--- Input records ---
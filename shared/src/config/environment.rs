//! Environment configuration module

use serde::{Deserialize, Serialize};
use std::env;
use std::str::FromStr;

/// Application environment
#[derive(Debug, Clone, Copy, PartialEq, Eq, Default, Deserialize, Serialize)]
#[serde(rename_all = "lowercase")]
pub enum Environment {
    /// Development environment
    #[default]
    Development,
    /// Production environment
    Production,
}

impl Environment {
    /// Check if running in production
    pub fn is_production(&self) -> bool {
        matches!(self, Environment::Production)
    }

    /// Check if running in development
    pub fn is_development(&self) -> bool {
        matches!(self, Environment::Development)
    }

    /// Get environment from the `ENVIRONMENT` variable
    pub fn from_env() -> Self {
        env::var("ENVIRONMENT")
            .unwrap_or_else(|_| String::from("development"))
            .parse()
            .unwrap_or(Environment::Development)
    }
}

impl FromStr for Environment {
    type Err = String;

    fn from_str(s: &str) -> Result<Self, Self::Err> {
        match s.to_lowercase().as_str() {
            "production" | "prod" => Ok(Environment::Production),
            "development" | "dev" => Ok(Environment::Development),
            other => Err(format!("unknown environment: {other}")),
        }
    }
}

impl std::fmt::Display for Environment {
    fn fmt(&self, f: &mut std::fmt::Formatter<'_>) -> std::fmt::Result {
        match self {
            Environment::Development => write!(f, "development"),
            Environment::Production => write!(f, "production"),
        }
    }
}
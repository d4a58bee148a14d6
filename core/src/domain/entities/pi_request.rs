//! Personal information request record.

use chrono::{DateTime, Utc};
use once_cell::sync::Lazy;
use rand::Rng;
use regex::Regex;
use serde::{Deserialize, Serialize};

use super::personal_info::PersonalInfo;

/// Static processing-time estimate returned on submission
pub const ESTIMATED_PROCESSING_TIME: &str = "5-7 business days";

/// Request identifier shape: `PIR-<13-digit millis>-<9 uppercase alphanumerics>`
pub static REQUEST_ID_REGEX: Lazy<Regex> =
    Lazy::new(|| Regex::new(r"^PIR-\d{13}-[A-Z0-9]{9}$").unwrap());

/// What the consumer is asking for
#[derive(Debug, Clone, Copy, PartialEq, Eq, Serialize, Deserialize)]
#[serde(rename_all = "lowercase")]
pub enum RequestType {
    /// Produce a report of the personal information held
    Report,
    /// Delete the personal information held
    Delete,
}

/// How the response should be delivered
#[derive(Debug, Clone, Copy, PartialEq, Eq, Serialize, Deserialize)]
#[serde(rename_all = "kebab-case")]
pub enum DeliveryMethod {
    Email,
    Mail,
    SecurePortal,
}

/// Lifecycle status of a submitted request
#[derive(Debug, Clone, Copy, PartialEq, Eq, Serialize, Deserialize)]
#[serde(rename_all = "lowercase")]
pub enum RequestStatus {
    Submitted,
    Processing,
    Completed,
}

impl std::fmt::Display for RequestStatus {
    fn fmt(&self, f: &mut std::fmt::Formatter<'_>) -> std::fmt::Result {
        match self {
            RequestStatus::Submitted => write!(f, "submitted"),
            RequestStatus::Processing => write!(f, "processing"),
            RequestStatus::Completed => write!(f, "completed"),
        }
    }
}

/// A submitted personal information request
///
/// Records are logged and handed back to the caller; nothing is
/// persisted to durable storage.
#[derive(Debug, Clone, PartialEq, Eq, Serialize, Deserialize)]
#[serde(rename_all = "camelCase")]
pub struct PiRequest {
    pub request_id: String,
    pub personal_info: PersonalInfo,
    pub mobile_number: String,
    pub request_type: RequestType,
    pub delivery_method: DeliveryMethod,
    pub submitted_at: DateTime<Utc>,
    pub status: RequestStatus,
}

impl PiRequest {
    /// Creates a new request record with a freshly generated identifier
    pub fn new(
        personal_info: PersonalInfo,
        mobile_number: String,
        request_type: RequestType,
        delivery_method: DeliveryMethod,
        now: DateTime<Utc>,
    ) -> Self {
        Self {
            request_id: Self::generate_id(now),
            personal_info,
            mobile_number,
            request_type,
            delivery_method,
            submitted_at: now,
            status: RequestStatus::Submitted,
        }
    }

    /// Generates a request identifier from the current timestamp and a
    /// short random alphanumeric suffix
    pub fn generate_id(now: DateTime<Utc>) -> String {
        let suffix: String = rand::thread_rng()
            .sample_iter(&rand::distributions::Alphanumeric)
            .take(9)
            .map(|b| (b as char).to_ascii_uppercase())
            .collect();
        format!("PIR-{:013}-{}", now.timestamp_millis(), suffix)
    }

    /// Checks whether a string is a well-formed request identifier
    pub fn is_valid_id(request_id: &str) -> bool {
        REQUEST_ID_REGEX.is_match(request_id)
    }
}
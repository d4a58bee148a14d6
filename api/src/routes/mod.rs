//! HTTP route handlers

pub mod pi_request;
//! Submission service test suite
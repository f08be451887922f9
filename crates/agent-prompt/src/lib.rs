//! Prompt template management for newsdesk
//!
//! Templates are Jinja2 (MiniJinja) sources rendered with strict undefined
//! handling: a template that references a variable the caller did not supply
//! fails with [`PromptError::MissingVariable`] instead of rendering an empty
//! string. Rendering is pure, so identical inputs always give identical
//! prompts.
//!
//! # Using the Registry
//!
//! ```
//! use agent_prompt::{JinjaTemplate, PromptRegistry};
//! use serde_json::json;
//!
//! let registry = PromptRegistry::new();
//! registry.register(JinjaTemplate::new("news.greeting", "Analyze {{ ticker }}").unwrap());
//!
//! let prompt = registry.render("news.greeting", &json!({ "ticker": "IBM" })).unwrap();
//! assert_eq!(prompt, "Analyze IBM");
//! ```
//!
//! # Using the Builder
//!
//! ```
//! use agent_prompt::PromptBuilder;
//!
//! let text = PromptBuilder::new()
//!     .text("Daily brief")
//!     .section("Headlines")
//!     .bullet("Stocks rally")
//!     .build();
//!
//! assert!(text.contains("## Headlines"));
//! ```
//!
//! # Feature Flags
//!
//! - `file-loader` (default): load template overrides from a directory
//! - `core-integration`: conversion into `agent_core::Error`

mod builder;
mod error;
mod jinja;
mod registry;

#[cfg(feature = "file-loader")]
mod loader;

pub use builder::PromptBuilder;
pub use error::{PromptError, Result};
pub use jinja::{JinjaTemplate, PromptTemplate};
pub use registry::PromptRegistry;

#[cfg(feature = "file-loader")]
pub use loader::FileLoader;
---
--- Input records ---
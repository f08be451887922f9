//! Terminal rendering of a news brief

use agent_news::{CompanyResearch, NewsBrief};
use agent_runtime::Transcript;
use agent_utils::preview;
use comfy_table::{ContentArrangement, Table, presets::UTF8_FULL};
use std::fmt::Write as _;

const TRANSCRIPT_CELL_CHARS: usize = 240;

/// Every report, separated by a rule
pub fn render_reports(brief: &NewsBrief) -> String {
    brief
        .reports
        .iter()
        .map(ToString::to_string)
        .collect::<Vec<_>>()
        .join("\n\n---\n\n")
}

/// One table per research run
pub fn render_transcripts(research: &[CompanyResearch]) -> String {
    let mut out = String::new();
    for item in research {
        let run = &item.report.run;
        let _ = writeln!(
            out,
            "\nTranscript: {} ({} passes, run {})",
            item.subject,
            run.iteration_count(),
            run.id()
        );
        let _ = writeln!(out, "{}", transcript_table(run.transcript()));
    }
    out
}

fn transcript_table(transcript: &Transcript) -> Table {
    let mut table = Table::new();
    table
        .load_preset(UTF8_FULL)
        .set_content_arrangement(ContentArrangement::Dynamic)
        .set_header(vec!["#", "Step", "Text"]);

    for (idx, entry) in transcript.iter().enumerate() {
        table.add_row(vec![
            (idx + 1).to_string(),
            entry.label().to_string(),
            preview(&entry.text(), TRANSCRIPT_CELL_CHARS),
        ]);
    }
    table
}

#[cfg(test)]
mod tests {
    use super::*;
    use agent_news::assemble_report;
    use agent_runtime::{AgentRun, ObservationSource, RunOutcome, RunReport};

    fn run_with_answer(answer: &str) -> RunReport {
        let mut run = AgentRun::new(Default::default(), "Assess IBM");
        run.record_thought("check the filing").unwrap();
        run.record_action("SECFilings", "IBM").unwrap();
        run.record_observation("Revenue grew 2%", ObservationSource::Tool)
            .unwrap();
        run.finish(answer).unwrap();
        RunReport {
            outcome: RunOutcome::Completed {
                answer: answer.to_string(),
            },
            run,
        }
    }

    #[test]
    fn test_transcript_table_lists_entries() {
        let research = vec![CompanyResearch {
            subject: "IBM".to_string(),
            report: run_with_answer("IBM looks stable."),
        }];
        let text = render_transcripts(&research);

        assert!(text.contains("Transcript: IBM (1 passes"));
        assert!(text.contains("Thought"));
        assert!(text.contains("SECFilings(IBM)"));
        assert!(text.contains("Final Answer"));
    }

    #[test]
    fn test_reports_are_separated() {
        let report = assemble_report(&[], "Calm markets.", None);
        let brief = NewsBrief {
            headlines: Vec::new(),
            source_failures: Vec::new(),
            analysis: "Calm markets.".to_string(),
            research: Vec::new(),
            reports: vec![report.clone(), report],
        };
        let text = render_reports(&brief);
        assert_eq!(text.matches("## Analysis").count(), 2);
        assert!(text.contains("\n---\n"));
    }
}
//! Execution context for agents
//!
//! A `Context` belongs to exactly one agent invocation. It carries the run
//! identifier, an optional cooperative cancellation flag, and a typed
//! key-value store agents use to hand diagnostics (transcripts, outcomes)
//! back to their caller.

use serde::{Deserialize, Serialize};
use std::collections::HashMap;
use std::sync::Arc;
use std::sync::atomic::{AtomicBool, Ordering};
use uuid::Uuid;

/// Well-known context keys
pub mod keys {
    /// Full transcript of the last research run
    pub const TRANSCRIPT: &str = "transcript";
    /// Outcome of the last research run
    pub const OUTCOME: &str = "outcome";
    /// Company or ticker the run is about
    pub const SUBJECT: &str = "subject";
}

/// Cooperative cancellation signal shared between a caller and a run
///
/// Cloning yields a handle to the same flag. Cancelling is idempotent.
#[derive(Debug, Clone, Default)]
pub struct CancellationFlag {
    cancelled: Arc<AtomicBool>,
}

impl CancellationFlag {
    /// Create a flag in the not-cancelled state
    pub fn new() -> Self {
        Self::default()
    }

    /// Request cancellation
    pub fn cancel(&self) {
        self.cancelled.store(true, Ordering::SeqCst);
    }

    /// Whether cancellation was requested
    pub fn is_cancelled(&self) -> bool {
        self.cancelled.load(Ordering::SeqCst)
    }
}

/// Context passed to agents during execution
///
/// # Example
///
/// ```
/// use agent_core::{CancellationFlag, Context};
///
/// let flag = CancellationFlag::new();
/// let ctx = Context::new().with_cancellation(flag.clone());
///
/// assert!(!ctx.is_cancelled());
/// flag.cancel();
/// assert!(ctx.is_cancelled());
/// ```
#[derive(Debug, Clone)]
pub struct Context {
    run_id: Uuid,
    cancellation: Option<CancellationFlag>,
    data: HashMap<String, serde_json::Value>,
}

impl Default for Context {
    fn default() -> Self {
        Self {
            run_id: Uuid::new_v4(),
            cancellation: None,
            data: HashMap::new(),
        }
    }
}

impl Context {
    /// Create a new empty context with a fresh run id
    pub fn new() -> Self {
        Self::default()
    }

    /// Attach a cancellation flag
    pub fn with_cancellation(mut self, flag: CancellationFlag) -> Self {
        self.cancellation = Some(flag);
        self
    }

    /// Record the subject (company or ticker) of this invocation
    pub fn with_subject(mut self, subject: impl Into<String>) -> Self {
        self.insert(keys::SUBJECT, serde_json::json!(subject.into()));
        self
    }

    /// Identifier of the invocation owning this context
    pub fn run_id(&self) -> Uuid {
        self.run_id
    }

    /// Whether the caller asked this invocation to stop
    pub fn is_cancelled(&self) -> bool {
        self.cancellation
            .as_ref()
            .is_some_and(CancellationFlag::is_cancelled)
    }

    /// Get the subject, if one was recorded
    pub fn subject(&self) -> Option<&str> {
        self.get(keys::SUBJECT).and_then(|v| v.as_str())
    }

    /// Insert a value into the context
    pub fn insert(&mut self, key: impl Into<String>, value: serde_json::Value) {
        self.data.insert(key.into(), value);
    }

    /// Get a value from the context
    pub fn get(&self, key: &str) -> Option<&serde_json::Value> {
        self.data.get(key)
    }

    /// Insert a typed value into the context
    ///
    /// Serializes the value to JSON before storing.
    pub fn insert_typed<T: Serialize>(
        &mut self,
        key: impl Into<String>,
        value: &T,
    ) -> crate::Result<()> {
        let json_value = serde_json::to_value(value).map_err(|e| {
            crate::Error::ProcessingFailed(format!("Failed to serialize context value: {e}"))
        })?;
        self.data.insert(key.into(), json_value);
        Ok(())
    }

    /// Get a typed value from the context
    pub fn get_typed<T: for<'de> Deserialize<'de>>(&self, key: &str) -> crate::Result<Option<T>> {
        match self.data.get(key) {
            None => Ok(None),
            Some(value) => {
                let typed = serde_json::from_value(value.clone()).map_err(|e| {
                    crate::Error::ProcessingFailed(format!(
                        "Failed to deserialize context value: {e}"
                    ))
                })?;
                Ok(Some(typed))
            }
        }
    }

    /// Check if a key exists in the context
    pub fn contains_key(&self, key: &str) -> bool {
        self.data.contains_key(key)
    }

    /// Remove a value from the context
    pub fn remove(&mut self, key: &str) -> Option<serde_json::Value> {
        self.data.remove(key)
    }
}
---
--- Input records ---
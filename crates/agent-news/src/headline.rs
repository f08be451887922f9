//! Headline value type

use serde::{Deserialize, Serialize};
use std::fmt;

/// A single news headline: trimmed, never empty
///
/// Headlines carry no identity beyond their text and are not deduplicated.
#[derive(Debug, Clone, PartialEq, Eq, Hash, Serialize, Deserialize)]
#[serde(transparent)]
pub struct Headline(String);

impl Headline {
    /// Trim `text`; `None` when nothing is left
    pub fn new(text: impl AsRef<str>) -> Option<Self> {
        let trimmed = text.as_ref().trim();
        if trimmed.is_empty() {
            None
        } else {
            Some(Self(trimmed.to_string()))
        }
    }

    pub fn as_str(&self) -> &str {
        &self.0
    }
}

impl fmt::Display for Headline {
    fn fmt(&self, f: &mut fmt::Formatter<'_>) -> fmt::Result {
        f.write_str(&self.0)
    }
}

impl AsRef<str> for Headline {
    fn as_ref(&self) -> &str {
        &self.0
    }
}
---
__To do__.
The lines to return are those in the records above that hold the word "back".

__Reply to the exercise__.
/// Records are logged and handed back to the caller; nothing is
//! back to their caller.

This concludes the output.